YOUR TASK – Your job is to report every line of the entries that has "data".

TASK INPUTS –
=== Begin Enclosure ===

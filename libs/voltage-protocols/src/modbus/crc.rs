//! Modbus CRC-16
//!
//! Polynomial 0xA001 (reflected 0x8005), initial value 0xFFFF, no final XOR.
//! The result is transmitted low byte first.

/// Reflected CRC-16 lookup table, built at compile time
const CRC_TABLE: [u16; 256] = build_table();

const fn build_table() -> [u16; 256] {
    let mut table = [0u16; 256];
    let mut i = 0;
    while i < 256 {
        let mut crc = i as u16;
        let mut bit = 0;
        while bit < 8 {
            crc = if crc & 0x0001 != 0 {
                (crc >> 1) ^ 0xA001
            } else {
                crc >> 1
            };
            bit += 1;
        }
        table[i] = crc;
        i += 1;
    }
    table
}

/// CRC-16 (Modbus) over a whole slice
pub fn crc16(data: &[u8]) -> u16 {
    let mut crc = 0xFFFFu16;
    for &byte in data {
        let table_index = ((crc ^ byte as u16) & 0xFF) as usize;
        crc = (crc >> 8) ^ CRC_TABLE[table_index];
    }
    crc
}

/// CRC-16 (Modbus) over `length` bytes beginning at `start`.
///
/// A range reaching past the end of `data` is clamped to the available bytes.
pub fn compute(data: &[u8], start: usize, length: usize) -> u16 {
    let end = start.saturating_add(length).min(data.len());
    let start = start.min(end);
    crc16(&data[start..end])
}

=== End Enclosure ===

REPLY –
pub fn crc16(data: &[u8]) -> u16 {
    for &byte in data {
/// A range reaching past the end of `data` is clamped to the available bytes.
pub fn compute(data: &[u8], start: usize, length: usize) -> u16 {
    let end = start.saturating_add(length).min(data.len());
    crc16(&data[start..end])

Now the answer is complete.